Data shown.

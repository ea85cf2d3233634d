//! Header bookkeeping
//!
//! Every list header carries a reference count, a mark word and an optional descriptor
//! list. The mark word holds a 15 bit user tag plus the visited bit used to guard
//! recursive traversals against cyclic sublist graphs.

use bitflags::bitflags;

use crate::handle::CellId;

bitflags! {
    /// Mark word of a header.
    ///
    /// Only `VISITED` is named; the low 15 bits are a free-form user tag and are kept
    /// with `from_bits_retain`.
    #[derive(Clone, Copy, Debug, Default, PartialEq, Eq, Hash)]
    pub struct Mark: u16 {
        /// Set while a recursive traversal is inside this list
        const VISITED = 1 << 15;
    }
}

impl Mark {
    /// Bits available to users
    pub const USER_MASK: u16 = 0x7fff;

    /// The user tag
    #[inline]
    pub fn user(self) -> u16 {
        self.bits() & Self::USER_MASK
    }

    /// Replace the user tag, keeping the visited bit
    #[inline]
    pub fn with_user(self, tag: u16) -> Mark {
        Mark::from_bits_retain((self.bits() & !Self::USER_MASK) | (tag & Self::USER_MASK))
    }

    #[inline]
    pub fn is_visited(self) -> bool {
        self.contains(Mark::VISITED)
    }
}

/// Checked reference count.
///
/// Counts holders beyond the first: zero means the next `delete_list` reclaims.
#[derive(Clone, Copy, Debug, Default, PartialEq, Eq, PartialOrd, Ord)]
pub struct RefCount(u32);

impl RefCount {
    pub const ZERO: RefCount = RefCount(0);

    #[inline]
    pub fn get(self) -> u32 {
        self.0
    }

    /// Add a holder. Returns `None` on overflow, leaving the count untouched.
    #[inline]
    pub fn increment(&mut self) -> Option<u32> {
        self.0 = self.0.checked_add(1)?;
        Some(self.0)
    }

    /// Drop a holder. Returns `None` on underflow, leaving the count untouched.
    #[inline]
    pub fn decrement(&mut self) -> Option<u32> {
        self.0 = self.0.checked_sub(1)?;
        Some(self.0)
    }

    #[inline]
    pub fn is_shared(self) -> bool {
        self.0 > 0
    }
}

/// Fields stored in the payload of a header cell.
#[derive(Clone, Debug, Default, PartialEq, Eq)]
pub struct HeaderFields {
    pub(crate) ref_count: RefCount,
    pub(crate) mark: Mark,
    pub(crate) descriptor: Option<CellId>,
    /// Set on a descriptor list: the list that owns it
    pub(crate) owner: Option<CellId>,
}

impl HeaderFields {
    /// Fields of a fresh list: unshared, unmarked, no descriptor list and no owner
    pub const fn new() -> HeaderFields {
        HeaderFields {
            ref_count: RefCount::ZERO,
            mark: Mark::empty(),
            descriptor: None,
            owner: None,
        }
    }

    #[inline]
    pub fn ref_count(&self) -> RefCount {
        self.ref_count
    }

    #[inline]
    pub fn mark(&self) -> Mark {
        self.mark
    }

    #[inline]
    pub fn descriptor(&self) -> Option<CellId> {
        self.descriptor
    }

    #[inline]
    pub fn owner(&self) -> Option<CellId> {
        self.owner
    }
}

#[cfg(test)]
mod tests {
    use super::*;

    #[test]
    fn test_mark_user_bits() {
        let mark = Mark::empty().with_user(0x1234);
        assert_eq!(mark.user(), 0x1234);
        assert!(!mark.is_visited());

        let visited = mark | Mark::VISITED;
        assert!(visited.is_visited());
        assert_eq!(visited.user(), 0x1234);

        // The visited bit is out of reach of the user tag
        let clobbered = visited.with_user(0xffff);
        assert!(clobbered.is_visited());
        assert_eq!(clobbered.user(), 0x7fff);
    }

    #[test]
    fn test_ref_count_checked() {
        let mut count = RefCount::ZERO;
        assert_eq!(count.decrement(), None);
        assert_eq!(count.get(), 0);

        assert_eq!(count.increment(), Some(1));
        assert!(count.is_shared());
        assert_eq!(count.decrement(), Some(0));

        let mut full = RefCount(u32::MAX);
        assert_eq!(full.increment(), None);
        assert_eq!(full.get(), u32::MAX);
    }
}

What you will do. Where a line in the listing above contains "reference", copy that line.

The answer.
//! Every list header carries a reference count, a mark word and an optional descriptor
/// Checked reference count.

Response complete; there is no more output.